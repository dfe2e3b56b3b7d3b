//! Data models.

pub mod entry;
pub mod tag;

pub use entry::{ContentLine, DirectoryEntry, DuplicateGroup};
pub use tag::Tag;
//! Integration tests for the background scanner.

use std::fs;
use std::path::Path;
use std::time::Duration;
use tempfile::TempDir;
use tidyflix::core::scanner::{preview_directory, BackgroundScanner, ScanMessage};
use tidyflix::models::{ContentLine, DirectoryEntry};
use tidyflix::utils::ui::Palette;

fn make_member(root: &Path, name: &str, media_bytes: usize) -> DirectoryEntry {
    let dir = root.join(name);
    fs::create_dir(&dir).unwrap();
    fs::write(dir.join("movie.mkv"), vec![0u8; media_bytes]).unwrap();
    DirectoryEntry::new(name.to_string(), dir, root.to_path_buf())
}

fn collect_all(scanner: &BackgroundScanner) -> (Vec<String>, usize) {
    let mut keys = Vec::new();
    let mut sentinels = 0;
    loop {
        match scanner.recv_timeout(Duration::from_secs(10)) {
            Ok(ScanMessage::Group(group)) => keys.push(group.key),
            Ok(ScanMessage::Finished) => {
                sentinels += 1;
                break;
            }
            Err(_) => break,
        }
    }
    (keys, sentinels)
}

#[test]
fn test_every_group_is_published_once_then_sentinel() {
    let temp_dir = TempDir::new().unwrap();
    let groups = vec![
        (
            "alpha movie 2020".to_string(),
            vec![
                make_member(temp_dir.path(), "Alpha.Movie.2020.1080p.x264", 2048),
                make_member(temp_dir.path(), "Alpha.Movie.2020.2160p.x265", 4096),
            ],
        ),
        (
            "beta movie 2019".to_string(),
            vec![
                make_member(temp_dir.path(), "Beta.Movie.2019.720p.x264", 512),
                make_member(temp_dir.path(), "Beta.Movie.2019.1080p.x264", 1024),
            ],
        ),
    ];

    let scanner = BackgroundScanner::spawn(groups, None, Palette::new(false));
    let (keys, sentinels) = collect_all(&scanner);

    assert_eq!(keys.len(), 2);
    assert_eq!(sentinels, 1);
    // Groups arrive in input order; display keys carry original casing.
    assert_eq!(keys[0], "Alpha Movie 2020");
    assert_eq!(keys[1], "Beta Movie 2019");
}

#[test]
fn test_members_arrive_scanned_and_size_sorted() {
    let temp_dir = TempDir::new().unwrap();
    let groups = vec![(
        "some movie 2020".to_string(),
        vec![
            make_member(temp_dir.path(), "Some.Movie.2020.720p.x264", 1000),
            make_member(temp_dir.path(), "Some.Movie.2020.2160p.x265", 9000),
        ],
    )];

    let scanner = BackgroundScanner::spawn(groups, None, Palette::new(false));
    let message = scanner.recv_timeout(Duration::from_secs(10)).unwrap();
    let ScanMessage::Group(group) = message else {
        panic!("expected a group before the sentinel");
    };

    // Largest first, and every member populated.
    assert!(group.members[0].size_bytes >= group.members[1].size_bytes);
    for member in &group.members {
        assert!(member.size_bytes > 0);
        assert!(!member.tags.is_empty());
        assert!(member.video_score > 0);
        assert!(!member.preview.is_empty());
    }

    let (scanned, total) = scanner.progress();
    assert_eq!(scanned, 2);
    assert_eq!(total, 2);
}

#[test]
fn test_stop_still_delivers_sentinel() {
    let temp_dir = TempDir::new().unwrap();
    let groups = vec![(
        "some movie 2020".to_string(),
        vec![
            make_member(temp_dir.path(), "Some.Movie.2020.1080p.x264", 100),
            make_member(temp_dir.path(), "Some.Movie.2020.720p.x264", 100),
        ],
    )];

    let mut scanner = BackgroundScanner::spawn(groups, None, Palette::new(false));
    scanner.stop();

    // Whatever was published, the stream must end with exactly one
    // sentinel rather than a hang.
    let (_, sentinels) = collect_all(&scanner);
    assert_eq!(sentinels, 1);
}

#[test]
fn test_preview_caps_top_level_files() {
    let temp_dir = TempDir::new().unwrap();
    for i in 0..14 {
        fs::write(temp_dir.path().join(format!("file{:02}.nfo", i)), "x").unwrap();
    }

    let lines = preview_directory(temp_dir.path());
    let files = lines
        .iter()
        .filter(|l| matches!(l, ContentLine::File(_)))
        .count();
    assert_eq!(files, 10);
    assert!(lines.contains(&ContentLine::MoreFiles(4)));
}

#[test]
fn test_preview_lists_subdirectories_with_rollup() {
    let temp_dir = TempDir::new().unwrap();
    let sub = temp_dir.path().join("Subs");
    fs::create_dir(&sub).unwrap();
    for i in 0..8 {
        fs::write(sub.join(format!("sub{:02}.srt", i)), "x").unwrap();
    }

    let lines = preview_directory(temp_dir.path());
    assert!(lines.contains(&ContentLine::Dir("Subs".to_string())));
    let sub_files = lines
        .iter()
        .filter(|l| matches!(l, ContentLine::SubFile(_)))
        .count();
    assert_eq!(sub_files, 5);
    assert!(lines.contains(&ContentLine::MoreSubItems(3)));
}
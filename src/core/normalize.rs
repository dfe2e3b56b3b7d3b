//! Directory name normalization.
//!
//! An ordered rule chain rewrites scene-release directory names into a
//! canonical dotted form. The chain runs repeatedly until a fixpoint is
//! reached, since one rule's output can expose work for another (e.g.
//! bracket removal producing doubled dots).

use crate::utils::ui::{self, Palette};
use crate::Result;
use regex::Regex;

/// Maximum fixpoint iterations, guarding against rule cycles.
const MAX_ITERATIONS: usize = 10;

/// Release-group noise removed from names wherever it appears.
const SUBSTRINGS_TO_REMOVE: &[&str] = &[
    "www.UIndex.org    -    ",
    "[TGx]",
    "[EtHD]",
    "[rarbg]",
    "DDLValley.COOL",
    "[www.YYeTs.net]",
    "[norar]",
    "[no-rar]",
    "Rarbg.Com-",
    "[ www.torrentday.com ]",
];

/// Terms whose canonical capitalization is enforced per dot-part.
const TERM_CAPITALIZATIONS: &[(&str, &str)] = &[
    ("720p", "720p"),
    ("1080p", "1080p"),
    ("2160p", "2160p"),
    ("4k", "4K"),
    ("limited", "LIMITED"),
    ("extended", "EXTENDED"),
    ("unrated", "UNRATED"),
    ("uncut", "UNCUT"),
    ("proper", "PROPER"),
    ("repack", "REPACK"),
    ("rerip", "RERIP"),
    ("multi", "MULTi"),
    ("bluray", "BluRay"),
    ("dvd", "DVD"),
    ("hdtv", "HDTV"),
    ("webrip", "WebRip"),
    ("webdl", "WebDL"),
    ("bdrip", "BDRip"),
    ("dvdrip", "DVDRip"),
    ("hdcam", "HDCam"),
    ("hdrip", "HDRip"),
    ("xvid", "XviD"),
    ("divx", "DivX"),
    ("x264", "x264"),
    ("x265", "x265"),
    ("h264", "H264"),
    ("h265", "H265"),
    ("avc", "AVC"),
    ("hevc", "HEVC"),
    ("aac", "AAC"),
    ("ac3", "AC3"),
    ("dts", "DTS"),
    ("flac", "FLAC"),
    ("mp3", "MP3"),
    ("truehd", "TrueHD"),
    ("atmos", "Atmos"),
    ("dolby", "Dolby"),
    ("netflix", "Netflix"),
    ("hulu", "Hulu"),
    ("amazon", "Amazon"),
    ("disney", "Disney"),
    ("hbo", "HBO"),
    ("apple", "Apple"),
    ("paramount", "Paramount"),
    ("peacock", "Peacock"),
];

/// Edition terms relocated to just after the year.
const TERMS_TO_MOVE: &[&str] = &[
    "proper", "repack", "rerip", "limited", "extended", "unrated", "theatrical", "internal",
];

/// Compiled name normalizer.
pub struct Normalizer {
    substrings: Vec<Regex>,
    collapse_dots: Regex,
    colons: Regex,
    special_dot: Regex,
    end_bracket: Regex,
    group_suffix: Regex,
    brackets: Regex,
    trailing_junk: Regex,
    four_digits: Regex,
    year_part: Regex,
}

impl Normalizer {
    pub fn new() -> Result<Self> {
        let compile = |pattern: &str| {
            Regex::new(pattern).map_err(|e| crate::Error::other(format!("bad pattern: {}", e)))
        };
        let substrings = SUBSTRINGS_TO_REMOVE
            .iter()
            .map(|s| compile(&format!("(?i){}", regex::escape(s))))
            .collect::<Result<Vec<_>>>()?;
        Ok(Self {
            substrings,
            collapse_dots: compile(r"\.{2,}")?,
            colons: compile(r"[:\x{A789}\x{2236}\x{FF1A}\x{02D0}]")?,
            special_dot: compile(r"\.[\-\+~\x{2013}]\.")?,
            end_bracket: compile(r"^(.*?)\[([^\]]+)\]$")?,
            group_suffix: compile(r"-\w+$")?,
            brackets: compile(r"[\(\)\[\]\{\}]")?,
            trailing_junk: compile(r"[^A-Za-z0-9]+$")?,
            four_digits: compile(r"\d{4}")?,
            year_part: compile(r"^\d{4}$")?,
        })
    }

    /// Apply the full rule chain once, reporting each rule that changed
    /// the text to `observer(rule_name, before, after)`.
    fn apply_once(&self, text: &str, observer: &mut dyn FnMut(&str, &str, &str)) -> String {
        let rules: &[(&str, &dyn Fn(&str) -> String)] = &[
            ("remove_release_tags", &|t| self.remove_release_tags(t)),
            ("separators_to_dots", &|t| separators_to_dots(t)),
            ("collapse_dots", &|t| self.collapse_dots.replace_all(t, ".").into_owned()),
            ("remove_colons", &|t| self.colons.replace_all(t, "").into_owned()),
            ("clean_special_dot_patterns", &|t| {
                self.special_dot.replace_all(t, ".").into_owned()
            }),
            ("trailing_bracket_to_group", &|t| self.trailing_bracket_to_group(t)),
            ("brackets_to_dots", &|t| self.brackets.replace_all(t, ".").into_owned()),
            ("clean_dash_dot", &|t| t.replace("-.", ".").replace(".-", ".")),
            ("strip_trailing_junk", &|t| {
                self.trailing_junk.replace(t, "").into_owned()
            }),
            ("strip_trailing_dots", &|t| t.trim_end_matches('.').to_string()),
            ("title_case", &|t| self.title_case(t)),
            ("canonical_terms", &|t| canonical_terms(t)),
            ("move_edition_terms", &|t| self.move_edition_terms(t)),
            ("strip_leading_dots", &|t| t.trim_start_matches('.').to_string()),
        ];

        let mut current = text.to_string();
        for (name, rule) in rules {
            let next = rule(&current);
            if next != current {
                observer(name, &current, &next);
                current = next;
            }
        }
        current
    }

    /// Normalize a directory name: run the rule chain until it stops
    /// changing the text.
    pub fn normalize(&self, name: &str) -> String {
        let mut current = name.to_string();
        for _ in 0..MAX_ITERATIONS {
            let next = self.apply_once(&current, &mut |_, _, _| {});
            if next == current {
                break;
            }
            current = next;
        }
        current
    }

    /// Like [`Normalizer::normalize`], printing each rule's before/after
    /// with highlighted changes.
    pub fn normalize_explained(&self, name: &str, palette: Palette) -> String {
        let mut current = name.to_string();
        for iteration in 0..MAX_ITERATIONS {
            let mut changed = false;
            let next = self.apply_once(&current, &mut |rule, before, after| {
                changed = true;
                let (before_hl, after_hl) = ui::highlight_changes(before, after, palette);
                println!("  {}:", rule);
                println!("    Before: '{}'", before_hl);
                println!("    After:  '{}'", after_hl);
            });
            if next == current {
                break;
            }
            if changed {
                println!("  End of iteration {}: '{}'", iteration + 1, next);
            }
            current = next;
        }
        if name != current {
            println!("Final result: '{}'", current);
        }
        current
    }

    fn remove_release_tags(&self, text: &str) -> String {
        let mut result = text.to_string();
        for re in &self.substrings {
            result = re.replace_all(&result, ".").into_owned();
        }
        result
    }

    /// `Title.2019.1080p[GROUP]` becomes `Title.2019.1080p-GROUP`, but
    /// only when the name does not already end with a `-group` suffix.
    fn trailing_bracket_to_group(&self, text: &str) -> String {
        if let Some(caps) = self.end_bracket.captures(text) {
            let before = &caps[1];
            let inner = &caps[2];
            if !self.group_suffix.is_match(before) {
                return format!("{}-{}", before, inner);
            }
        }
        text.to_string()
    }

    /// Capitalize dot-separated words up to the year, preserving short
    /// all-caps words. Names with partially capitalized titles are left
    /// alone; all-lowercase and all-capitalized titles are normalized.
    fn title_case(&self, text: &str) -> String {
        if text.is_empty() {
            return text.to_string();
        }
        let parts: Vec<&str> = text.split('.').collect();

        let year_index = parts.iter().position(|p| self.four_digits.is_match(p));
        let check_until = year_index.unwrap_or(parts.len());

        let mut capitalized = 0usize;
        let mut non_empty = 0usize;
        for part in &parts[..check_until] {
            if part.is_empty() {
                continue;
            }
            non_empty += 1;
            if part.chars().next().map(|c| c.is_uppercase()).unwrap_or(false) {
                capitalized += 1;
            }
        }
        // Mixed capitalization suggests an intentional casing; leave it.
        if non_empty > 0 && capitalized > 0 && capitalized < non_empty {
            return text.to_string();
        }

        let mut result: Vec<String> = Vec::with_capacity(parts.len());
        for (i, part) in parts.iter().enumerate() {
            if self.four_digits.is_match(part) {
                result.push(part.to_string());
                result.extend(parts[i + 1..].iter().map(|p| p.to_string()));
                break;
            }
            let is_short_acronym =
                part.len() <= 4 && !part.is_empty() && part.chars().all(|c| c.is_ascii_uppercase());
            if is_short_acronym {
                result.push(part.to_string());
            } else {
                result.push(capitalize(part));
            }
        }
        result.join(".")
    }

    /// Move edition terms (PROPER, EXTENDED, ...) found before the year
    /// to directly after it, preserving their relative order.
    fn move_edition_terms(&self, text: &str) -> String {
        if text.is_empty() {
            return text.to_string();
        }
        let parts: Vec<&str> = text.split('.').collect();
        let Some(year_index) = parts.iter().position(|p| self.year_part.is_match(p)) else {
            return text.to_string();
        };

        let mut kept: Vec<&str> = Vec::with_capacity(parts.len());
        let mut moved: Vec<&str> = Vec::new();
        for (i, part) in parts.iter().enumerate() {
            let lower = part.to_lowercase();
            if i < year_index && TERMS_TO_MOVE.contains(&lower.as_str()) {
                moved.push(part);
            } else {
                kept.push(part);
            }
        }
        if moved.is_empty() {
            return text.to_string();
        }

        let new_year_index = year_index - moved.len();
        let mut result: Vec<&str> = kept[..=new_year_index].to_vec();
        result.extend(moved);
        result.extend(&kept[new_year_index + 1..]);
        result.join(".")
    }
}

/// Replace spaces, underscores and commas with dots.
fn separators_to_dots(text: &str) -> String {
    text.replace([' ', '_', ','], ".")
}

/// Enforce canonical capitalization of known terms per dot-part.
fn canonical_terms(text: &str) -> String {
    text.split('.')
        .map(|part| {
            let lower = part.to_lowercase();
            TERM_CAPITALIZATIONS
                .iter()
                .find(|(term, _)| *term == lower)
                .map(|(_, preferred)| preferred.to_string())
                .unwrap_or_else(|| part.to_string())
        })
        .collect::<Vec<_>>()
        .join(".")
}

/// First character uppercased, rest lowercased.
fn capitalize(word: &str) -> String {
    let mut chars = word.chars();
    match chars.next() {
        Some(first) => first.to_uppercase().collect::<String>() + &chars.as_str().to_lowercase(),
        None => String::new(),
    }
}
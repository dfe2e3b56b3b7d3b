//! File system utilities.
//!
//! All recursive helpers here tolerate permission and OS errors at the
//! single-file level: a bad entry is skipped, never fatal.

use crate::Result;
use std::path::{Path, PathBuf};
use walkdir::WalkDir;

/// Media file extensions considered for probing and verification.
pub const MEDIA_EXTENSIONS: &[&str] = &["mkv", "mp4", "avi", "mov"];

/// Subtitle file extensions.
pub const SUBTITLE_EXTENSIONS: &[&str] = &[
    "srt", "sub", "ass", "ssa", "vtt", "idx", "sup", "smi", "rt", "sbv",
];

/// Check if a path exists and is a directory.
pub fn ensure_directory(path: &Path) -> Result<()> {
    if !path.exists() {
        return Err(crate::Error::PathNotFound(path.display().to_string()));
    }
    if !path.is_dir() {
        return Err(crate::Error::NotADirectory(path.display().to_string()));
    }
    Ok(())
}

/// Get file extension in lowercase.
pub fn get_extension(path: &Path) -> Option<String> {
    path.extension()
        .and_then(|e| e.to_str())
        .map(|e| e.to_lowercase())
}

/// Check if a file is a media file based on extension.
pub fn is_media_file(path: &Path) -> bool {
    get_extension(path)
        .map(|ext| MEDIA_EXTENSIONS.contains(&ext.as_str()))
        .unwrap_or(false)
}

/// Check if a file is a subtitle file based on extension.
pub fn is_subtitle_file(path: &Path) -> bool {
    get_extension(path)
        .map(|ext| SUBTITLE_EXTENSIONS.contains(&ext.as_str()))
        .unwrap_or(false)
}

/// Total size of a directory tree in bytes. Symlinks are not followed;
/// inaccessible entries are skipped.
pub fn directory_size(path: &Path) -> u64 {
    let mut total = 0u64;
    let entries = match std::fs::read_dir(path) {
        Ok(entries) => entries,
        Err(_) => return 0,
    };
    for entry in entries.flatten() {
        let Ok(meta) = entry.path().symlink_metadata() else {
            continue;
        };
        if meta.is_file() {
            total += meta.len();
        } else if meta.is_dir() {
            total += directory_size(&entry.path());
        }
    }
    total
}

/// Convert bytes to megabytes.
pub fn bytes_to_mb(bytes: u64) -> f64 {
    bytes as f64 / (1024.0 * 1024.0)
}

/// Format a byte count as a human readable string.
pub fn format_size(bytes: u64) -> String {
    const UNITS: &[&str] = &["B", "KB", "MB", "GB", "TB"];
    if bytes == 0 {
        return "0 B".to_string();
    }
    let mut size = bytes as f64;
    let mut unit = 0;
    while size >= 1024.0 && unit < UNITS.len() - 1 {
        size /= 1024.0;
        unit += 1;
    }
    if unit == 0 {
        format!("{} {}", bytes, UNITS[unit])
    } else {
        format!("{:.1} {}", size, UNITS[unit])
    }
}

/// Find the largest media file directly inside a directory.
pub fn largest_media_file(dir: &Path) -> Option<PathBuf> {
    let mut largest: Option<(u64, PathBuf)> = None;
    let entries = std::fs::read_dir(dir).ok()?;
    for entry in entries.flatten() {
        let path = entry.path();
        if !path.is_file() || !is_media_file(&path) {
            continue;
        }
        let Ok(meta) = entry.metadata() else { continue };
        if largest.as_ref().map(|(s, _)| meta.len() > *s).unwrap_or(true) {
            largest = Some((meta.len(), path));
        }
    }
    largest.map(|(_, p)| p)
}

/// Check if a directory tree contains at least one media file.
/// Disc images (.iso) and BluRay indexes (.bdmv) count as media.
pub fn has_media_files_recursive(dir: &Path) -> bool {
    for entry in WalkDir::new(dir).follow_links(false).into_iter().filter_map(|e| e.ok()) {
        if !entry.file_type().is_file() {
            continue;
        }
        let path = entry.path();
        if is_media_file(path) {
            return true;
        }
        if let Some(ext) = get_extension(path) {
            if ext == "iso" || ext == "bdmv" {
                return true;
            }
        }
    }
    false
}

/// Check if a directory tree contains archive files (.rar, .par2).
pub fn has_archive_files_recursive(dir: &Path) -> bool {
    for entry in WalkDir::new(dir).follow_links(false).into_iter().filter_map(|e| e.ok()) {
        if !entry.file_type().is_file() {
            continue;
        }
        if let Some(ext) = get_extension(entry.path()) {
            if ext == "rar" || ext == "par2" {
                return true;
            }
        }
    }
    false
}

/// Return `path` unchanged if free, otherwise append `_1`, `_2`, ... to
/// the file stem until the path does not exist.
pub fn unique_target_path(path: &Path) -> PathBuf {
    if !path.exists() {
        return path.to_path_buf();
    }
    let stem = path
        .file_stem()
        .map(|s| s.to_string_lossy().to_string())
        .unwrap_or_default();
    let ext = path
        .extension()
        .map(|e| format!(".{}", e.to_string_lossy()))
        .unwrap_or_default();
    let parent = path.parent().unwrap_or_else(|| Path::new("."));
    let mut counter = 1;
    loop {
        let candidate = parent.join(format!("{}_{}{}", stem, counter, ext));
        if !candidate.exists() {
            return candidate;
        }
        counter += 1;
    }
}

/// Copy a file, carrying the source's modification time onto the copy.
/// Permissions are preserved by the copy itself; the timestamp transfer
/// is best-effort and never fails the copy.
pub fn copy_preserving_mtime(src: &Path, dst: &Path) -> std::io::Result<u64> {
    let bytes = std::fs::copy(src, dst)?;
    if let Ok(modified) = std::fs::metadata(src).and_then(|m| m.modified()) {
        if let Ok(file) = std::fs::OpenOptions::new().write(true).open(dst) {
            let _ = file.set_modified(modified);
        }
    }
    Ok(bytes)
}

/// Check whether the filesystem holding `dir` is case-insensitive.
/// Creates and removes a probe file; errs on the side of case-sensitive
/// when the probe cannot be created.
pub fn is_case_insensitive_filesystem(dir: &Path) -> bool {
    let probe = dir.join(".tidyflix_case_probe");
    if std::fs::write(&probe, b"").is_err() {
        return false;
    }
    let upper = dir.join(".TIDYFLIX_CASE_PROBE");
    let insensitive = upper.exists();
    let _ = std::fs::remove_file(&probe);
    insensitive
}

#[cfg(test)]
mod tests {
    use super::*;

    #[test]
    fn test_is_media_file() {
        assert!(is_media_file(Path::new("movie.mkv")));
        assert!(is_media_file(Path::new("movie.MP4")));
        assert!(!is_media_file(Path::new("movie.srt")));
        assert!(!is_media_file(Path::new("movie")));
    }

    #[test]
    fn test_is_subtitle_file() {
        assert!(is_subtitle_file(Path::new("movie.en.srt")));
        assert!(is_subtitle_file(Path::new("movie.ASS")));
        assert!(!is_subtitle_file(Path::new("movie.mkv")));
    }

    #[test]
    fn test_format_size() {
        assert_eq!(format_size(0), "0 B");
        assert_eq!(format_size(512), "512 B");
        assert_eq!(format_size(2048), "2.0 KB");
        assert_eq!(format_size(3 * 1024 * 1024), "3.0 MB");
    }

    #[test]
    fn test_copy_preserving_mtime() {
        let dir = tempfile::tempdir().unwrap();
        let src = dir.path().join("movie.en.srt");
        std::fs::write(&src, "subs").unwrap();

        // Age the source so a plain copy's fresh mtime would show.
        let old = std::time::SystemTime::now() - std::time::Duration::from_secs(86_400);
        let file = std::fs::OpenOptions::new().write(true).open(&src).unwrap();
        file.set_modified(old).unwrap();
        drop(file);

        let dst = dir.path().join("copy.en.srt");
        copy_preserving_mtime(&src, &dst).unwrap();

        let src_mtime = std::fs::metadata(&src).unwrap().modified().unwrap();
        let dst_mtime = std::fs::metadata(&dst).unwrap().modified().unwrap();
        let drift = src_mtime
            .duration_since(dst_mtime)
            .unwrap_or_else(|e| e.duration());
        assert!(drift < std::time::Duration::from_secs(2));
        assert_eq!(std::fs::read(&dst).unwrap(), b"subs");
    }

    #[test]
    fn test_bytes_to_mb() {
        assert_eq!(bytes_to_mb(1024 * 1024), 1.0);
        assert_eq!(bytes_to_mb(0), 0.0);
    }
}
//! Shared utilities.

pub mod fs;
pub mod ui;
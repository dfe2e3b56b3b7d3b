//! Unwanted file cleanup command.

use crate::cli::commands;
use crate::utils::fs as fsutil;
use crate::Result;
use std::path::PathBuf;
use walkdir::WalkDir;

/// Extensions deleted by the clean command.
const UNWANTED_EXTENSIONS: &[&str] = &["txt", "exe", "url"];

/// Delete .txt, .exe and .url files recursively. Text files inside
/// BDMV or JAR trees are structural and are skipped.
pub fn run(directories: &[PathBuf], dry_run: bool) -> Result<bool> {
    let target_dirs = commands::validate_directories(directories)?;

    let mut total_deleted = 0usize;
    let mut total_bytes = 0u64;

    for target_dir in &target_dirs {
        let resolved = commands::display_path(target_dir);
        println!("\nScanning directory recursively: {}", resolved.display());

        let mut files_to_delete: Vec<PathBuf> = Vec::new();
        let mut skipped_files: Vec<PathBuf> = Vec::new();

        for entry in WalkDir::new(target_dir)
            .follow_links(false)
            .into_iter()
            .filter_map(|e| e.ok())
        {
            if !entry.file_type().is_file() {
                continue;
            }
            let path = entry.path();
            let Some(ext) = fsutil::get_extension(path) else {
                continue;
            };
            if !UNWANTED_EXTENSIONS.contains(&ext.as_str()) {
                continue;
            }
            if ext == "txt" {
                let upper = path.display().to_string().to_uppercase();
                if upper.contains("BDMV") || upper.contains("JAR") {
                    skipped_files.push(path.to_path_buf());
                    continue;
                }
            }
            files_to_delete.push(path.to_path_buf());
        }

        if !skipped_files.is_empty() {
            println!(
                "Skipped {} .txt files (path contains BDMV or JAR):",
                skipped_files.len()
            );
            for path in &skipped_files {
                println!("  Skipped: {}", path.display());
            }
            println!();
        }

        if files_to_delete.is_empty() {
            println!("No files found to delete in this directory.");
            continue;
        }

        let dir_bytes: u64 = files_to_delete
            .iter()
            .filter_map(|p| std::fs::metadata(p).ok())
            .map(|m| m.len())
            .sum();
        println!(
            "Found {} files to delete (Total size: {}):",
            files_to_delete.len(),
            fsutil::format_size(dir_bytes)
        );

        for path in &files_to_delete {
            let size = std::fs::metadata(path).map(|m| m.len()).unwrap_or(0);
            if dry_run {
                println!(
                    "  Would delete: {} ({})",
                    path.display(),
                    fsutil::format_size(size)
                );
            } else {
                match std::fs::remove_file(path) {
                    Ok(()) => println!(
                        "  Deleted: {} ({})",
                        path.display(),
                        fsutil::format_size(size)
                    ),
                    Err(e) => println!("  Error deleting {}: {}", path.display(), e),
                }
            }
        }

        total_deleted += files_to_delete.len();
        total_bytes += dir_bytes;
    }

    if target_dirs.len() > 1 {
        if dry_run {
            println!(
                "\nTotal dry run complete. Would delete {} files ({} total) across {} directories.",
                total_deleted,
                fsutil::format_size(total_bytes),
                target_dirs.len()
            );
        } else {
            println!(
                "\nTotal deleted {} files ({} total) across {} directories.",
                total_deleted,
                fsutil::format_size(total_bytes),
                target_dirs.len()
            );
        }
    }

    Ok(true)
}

........

Print the listing above from its first line through the line with "fn collect_all(scanner: &BackgroundScanner)", and stop there.

repository dfe2e3b56b3b7d3b
//! Data models.

pub mod entry;
pub mod tag;

pub use entry::{ContentLine, DirectoryEntry, DuplicateGroup};
pub use tag::Tag;
//! Integration tests for the background scanner.

use std::fs;
use std::path::Path;
use std::time::Duration;
use tempfile::TempDir;
use tidyflix::core::scanner::{preview_directory, BackgroundScanner, ScanMessage};
use tidyflix::models::{ContentLine, DirectoryEntry};
use tidyflix::utils::ui::Palette;

fn make_member(root: &Path, name: &str, media_bytes: usize) -> DirectoryEntry {
    let dir = root.join(name);
    fs::create_dir(&dir).unwrap();
    fs::write(dir.join("movie.mkv"), vec![0u8; media_bytes]).unwrap();
    DirectoryEntry::new(name.to_string(), dir, root.to_path_buf())
}

fn collect_all(scanner: &BackgroundScanner) -> (Vec<String>, usize) {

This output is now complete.